**EXERCISE**
Given the material below, output exactly the lines from the line with "for date/time formatting." to the line with "Matches the shape", both ends included, and no other lines.

==================================================

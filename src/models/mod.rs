// SPDX-License-Identifier: MIT
// Copyright 2026 Roland Dreier <roland@kernel.org>

//! Data models for the store.

pub mod category;
pub mod profile;
pub mod workout;

pub use category::{CategoryDef, UnitDef};
pub use profile::{LegacyProfile, NewProfile, Profile, ProfileSummary};
pub use workout::{Category, Unit, WorkoutDraft, WorkoutEntry};

use validator::ValidationError;

/// Reject values that are empty after trimming whitespace.
pub(crate) fn not_blank(value: &str) -> Result<(), ValidationError> {
    if value.trim().is_empty() {
        return Err(ValidationError::new("blank"));
    }
    Ok(())
}
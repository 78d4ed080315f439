// SPDX-License-Identifier: MIT
// Copyright 2026 Roland Dreier <roland@rolandd.dev>

//! Shared helpers for date/time formatting.

use chrono::format::{Item, StrftimeItems};
use chrono::{DateTime, NaiveDate, SecondsFormat, Utc};
use std::fmt::Write;

/// Format a UTC timestamp as RFC3339 with millisecond precision and a `Z` suffix.
///
/// Matches the shape of JavaScript's `Date.prototype.toJSON`, which earlier
/// releases used for `createdAt`.
pub fn format_utc_rfc3339(date: DateTime<Utc>) -> String {
    date.to_rfc3339_opts(SecondsFormat::Millis, true)
}

/// Render a calendar date as the stored display string.
///
/// Returns `None` if `format` does not parse or names fields a date does
/// not have (e.g. `%H`).
pub fn format_display_date(date: NaiveDate, format: &str) -> Option<String> {
    if StrftimeItems::new(format).any(|item| matches!(item, Item::Error)) {
        return None;
    }
    let mut out = String::new();
    write!(out, "{}", date.format(format)).ok()?;
    Some(out)
}

/// Whether `format` can render every calendar date.
pub fn is_valid_date_format(format: &str) -> bool {
    NaiveDate::from_ymd_opt(2000, 1, 1)
        .is_some_and(|d| format_display_date(d, format).is_some())
}
// SPDX-License-Identifier: MIT
// Copyright 2026 Roland Dreier <roland@rolandd.dev>

//! Store configuration loaded from environment variables.

use crate::services::calendar::DotColorRule;
use crate::time_utils::is_valid_date_format;
use std::env;
use std::path::PathBuf;

/// Default display format for entry dates (`ru-RU` short date).
pub const DEFAULT_DATE_FORMAT: &str = "%d.%m.%Y";

/// Where the key-value store keeps its data.
#[derive(Debug, Clone, PartialEq, Eq)]
pub enum StorageBackend {
    /// Process memory only, lost on exit.
    Memory,
    /// One file per key under this directory.
    File(PathBuf),
}

/// Store configuration, loaded once at startup.
#[derive(Debug, Clone)]
pub struct Config {
    pub storage: StorageBackend,
    /// chrono format used to render a draft's date into the stored display string
    pub date_format: String,
    /// Which entry colors a calendar day shared by several entries
    pub calendar_dot: DotColorRule,
}

impl Config {
    /// In-memory config for tests.
    pub fn test_default() -> Self {
        Self {
            storage: StorageBackend::Memory,
            date_format: DEFAULT_DATE_FORMAT.to_string(),
            calendar_dot: DotColorRule::default(),
        }
    }

    /// Load configuration from environment variables.
    pub fn from_env() -> Result<Self, ConfigError> {
        dotenvy::dotenv().ok(); // Load .env file if present

        let data_dir = env::var("FITLOG_DATA_DIR").ok().map(PathBuf::from);
        let storage = match env::var("FITLOG_STORAGE").ok().as_deref() {
            Some("memory") => StorageBackend::Memory,
            Some("file") => StorageBackend::File(
                data_dir.ok_or(ConfigError::Missing("FITLOG_DATA_DIR"))?,
            ),
            Some(other) => {
                return Err(ConfigError::Invalid {
                    var: "FITLOG_STORAGE",
                    value: other.to_string(),
                })
            }
            None => data_dir.map_or(StorageBackend::Memory, StorageBackend::File),
        };

        let date_format =
            env::var("FITLOG_DATE_FORMAT").unwrap_or_else(|_| DEFAULT_DATE_FORMAT.to_string());
        if !is_valid_date_format(&date_format) {
            return Err(ConfigError::Invalid {
                var: "FITLOG_DATE_FORMAT",
                value: date_format,
            });
        }

        let calendar_dot = match env::var("FITLOG_CALENDAR_DOT").ok() {
            Some(value) => value.parse().map_err(|_| ConfigError::Invalid {
                var: "FITLOG_CALENDAR_DOT",
                value,
            })?,
            None => DotColorRule::default(),
        };

        Ok(Self {
            storage,
            date_format,
            calendar_dot,
        })
    }
}

/// Configuration errors
#[derive(Debug, thiserror::Error)]
pub enum ConfigError {
    #[error("Missing required environment variable: {0}")]
    Missing(&'static str),

    #[error("Invalid value for {var}: {value}")]
    Invalid { var: &'static str, value: String },
}
// SPDX-License-Identifier: MIT
// Copyright 2026 Roland Dreier <roland@kernel.org>

//! Fitlog: local profiles and workout logs on on-device key-value storage.
//!
//! This crate provides the data store behind the fitness tracker: profile
//! management with an optional password gate, per-profile workout logs,
//! the calendar index derived from them, and the one-time upgrade from the
//! single-profile storage layout.

pub mod config;
pub mod db;
pub mod error;
pub mod ids;
pub mod logging;
pub mod models;
pub mod services;
pub mod time_utils;

use config::{Config, StorageBackend};
use db::KvStore;
use error::Result;
use models::WorkoutEntry;
use services::{
    calendar, migrate_legacy_profile, ActiveSession, DayMarker, MigrationOutcome, ProfileStore,
    WorkoutLogStore,
};
use std::collections::BTreeMap;

/// Shared store handles.
#[derive(Clone)]
pub struct AppState {
    pub config: Config,
    pub kv: KvStore,
    pub session: ActiveSession,
    pub profiles: ProfileStore,
    pub workouts: WorkoutLogStore,
}

/// State resolved at startup.
#[derive(Debug, Clone, PartialEq, Eq)]
pub struct Startup {
    /// Profile to open, or `None` to show profile selection
    pub active_profile_id: Option<String>,
    /// `None` if the migration failed (the failure is logged)
    pub migration: Option<MigrationOutcome>,
}

impl AppState {
    /// Build the stores over an existing key-value store.
    pub fn new(config: Config, kv: KvStore) -> Self {
        let session = ActiveSession::new(kv.clone());
        let workouts = WorkoutLogStore::new(kv.clone(), config.date_format.clone());
        let profiles = ProfileStore::new(kv.clone(), session.clone(), workouts.clone());

        Self {
            config,
            kv,
            session,
            profiles,
            workouts,
        }
    }

    /// Open the storage backend named by `config`.
    pub async fn open(config: Config) -> Result<Self> {
        let kv = match &config.storage {
            StorageBackend::Memory => KvStore::new_in_memory(),
            StorageBackend::File(dir) => KvStore::open(dir).await?,
        };
        Ok(Self::new(config, kv))
    }

    /// Run the legacy migration, then resolve the active session.
    ///
    /// Never fails: a migration error is logged and startup continues with
    /// the normal session check.
    pub async fn bootstrap(&self) -> Startup {
        let migration = match migrate_legacy_profile(&self.kv, &self.session).await {
            Ok(outcome) => Some(outcome),
            Err(e) => {
                tracing::error!(error = %e, "Legacy migration failed");
                None
            }
        };

        let active_profile_id = match &migration {
            Some(MigrationOutcome::Migrated { profile, .. }) => Some(profile.id.clone()),
            _ => self.session.resolve().await,
        };

        tracing::info!(
            active = active_profile_id.is_some(),
            migrated = matches!(migration, Some(MigrationOutcome::Migrated { .. })),
            "Startup resolved"
        );

        Startup {
            active_profile_id,
            migration,
        }
    }

    /// Calendar markers for a profile's log, using the configured tie-break.
    pub async fn day_index(&self, profile_id: &str) -> Result<BTreeMap<String, DayMarker>> {
        let entries = self.workouts.list_entries(profile_id).await?;
        Ok(calendar::build_day_index(&entries, self.config.calendar_dot))
    }

    /// A profile's entries dated `iso_date` (`YYYY-MM-DD`).
    pub async fn entries_on(
        &self,
        profile_id: &str,
        iso_date: &str,
    ) -> Result<Vec<WorkoutEntry>> {
        let entries = self.workouts.list_entries(profile_id).await?;
        Ok(calendar::entries_for_date(&entries, iso_date)
            .into_iter()
            .cloned()
            .collect())
    }
}
// SPDX-License-Identifier: MIT
// Copyright 2026 Roland Dreier <roland@rolandd.dev>

use chrono::NaiveDate;
use fitlog::config::Config;
use fitlog::db::KvStore;
use fitlog::models::{category, WorkoutDraft};
use fitlog::AppState;
use std::path::Path;

/// Create app state over a fresh in-memory store.
#[allow(dead_code)]
pub fn test_state() -> AppState {
    AppState::new(Config::test_default(), KvStore::new_in_memory())
}

/// Create app state over an existing store (to share or pre-seed it).
#[allow(dead_code)]
pub fn test_state_with(kv: KvStore) -> AppState {
    AppState::new(Config::test_default(), kv)
}

/// Create app state backed by files under `dir`.
#[allow(dead_code)]
pub async fn test_state_on_disk(dir: &Path) -> AppState {
    let kv = KvStore::open(dir)
        .await
        .expect("Failed to open directory store");
    AppState::new(Config::test_default(), kv)
}

/// Parse a "YYYY-MM-DD" date for test fixtures.
#[allow(dead_code)]
pub fn day(iso: &str) -> NaiveDate {
    NaiveDate::parse_from_str(iso, "%Y-%m-%d").expect("valid fixture date")
}

/// Draft in `category_id` with its default units, all blank.
#[allow(dead_code)]
pub fn draft(name: &str, iso: &str, category_id: &str) -> WorkoutDraft {
    let category = category::find_category(category_id).expect("known category");
    WorkoutDraft::new(name, day(iso), category)
}
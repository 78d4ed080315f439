// SPDX-License-Identifier: MIT
// Copyright 2026 Roland Dreier <roland@rolandd.dev>

//! Workout entry model for storage and display.

use crate::error::StoreError;
use crate::models::category::{self, CategoryDef};
use crate::time_utils::format_display_date;
use chrono::NaiveDate;
use serde::{Deserialize, Serialize};
#[cfg(feature = "binding-generation")]
use ts_rs::TS;
use validator::Validate;

/// Stored workout entry in `@workout_logs_{profileId}`.
#[derive(Debug, Clone, PartialEq, Eq, Serialize, Deserialize)]
#[cfg_attr(feature = "binding-generation", derive(TS))]
#[cfg_attr(
    feature = "binding-generation",
    ts(export, export_to = "bindings/")
)]
pub struct WorkoutEntry {
    /// Timestamp-derived id, unique within the owning profile
    pub id: String,
    /// Free-text description
    pub name: String,
    /// Display date captured at creation (e.g. "05.03.2024")
    pub date: String,
    /// Category snapshot taken at creation
    #[serde(default)]
    pub category: Category,
    /// Attributes with a value, in display order
    #[serde(default)]
    pub units: Vec<Unit>,
}

/// Category copied by value into each entry.
#[derive(Debug, Clone, PartialEq, Eq, Serialize, Deserialize)]
#[cfg_attr(feature = "binding-generation", derive(TS))]
#[cfg_attr(
    feature = "binding-generation",
    ts(export, export_to = "bindings/")
)]
pub struct Category {
    pub id: String,
    pub label: String,
    pub icon: String,
    pub color: String,
    #[serde(rename = "defaultUnits", default)]
    pub default_units: Vec<String>,
}

impl Default for Category {
    /// Entries written before categories existed display as "other".
    fn default() -> Self {
        category::find_category(category::FALLBACK_CATEGORY_ID)
            .map(CategoryDef::snapshot)
            .unwrap_or_else(|| category::default_category().snapshot())
    }
}

/// Quantitative attribute (weight, reps, duration, ...).
#[derive(Debug, Clone, PartialEq, Eq, Serialize, Deserialize)]
#[cfg_attr(feature = "binding-generation", derive(TS))]
#[cfg_attr(
    feature = "binding-generation",
    ts(export, export_to = "bindings/")
)]
pub struct Unit {
    pub id: String,
    pub label: String,
    #[serde(rename = "type")]
    pub kind: String,
    pub icon: String,
    /// Raw text typed into the form
    #[serde(default)]
    pub value: String,
}

impl Unit {
    pub fn is_blank(&self) -> bool {
        self.value.trim().is_empty()
    }
}

/// Entry as collected by the add-entry form, before it is stored.
#[derive(Debug, Clone, Validate)]
pub struct WorkoutDraft {
    #[validate(custom(function = "crate::models::not_blank"))]
    pub name: String,
    pub date: NaiveDate,
    pub category: Category,
    pub units: Vec<Unit>,
}

impl WorkoutDraft {
    /// Draft for `category` seeded with its default (blank) units.
    pub fn new(name: impl Into<String>, date: NaiveDate, category: &CategoryDef) -> Self {
        Self {
            name: name.into(),
            date,
            category: category.snapshot(),
            units: category.default_units(),
        }
    }

    /// Set the value of the unit at `index`. Out-of-range indexes are ignored.
    pub fn set_unit_value(&mut self, index: usize, value: impl Into<String>) {
        if let Some(unit) = self.units.get_mut(index) {
            unit.value = value.into();
        }
    }

    /// Append a unit from the registry. Returns `false` for an unknown unit id.
    pub fn add_unit(&mut self, unit_id: &str) -> bool {
        match category::unit_template(unit_id) {
            Some(unit) => {
                self.units.push(unit);
                true
            }
            None => false,
        }
    }

    pub fn remove_unit(&mut self, index: usize) -> Option<Unit> {
        (index < self.units.len()).then(|| self.units.remove(index))
    }

    /// Build the stored entry, dropping units left blank.
    ///
    /// Fails if `date_format` cannot render the draft's date.
    pub fn into_entry(self, id: String, date_format: &str) -> crate::error::Result<WorkoutEntry> {
        let date = format_display_date(self.date, date_format).ok_or_else(|| {
            StoreError::Internal(anyhow::anyhow!(
                "date format '{}' cannot render {}",
                date_format,
                self.date
            ))
        })?;

        Ok(WorkoutEntry {
            id,
            name: self.name,
            date,
            category: self.category,
            units: self.units.into_iter().filter(|u| !u.is_blank()).collect(),
        })
    }
}
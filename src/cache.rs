//! Compiled query cache.
//!
//! Compiling the same query twice wastes a full parse and build, so
//! [`QueryCache`] keeps compiled queries behind their normalized text.
//! Entries are write-once: the first compilation wins and every later hit
//! hands out the same shared instance. The cache is unbounded; callers
//! feeding it unbounded distinct queries should scope the cache accordingly.

use std::collections::HashMap;
use std::sync::{Arc, RwLock};

use crate::error::SrlResult;
use crate::parser;
use crate::srl::Srl;

/// Thread-safe cache of compiled queries, keyed by normalized query text.
#[derive(Debug, Default)]
pub struct QueryCache {
    entries: RwLock<HashMap<String, Arc<Srl>>>,
}

impl QueryCache {
    /// Create an empty cache.
    pub fn new() -> Self {
        Self::default()
    }

    /// Compile a query, reusing the cached instance when the normalized text
    /// was seen before. A poisoned lock degrades to uncached compilation
    /// instead of propagating the panic.
    pub fn compile(&self, query: &str) -> SrlResult<Arc<Srl>> {
        let key = parser::normalize(query);

        if let Ok(entries) = self.entries.read() {
            if let Some(hit) = entries.get(&key) {
                return Ok(Arc::clone(hit));
            }
        }

        // Built outside the lock; a concurrent first writer wins and this
        // build is discarded.
        let built = Arc::new(Srl::new(&key)?);

        match self.entries.write() {
            Ok(mut entries) => Ok(Arc::clone(entries.entry(key).or_insert(built))),
            Err(_) => Ok(built),
        }
    }

    /// Whether a query is already cached.
    pub fn contains(&self, query: &str) -> bool {
        self.entries
            .read()
            .map(|entries| entries.contains_key(&parser::normalize(query)))
            .unwrap_or(false)
    }

    /// Number of cached queries.
    pub fn len(&self) -> usize {
        self.entries.read().map(|entries| entries.len()).unwrap_or(0)
    }

    /// Whether the cache holds no entries.
    pub fn is_empty(&self) -> bool {
        self.len() == 0
    }
}

#[cfg(test)]
mod tests {
    use super::*;

    #[test]
    fn test_hit_returns_same_instance() {
        let cache = QueryCache::new();
        let first = cache.compile("letter once or more").unwrap();
        let second = cache.compile("letter once or more").unwrap();
        assert!(Arc::ptr_eq(&first, &second));
        assert_eq!(cache.len(), 1);
    }

    #[test]
    fn test_normalization_shares_entries() {
        let cache = QueryCache::new();
        let plain = cache.compile("digit twice").unwrap();
        let decorated = cache.compile("  digit twice;  ").unwrap();
        assert!(Arc::ptr_eq(&plain, &decorated));
        assert_eq!(cache.len(), 1);
        assert!(cache.contains("digit twice;"));
    }

    #[test]
    fn test_poisoned_lock_degrades_to_uncached() {
        let cache = QueryCache::new();
        let _ = std::panic::catch_unwind(std::panic::AssertUnwindSafe(|| {
            let _guard = cache.entries.write().unwrap();
            panic!("poison the lock");
        }));
        assert!(cache.entries.read().is_err());

        let compiled = cache.compile("digit twice").unwrap();
        assert_eq!(compiled.pattern(), "[0-9]{2}");
        assert_eq!(cache.len(), 0);
        assert!(!cache.contains("digit twice"));
    }

    #[test]
    fn test_errors_are_not_cached() {
        let cache = QueryCache::new();
        assert!(cache.compile("once or more").is_err());
        assert!(cache.is_empty());
    }
}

==================================================

**TASK RESULT**
//! Shared helpers for date/time formatting.

use chrono::format::{Item, StrftimeItems};
use chrono::{DateTime, NaiveDate, SecondsFormat, Utc};
use std::fmt::Write;

/// Format a UTC timestamp as RFC3339 with millisecond precision and a `Z` suffix.
///
/// Matches the shape of JavaScript's `Date.prototype.toJSON`, which earlier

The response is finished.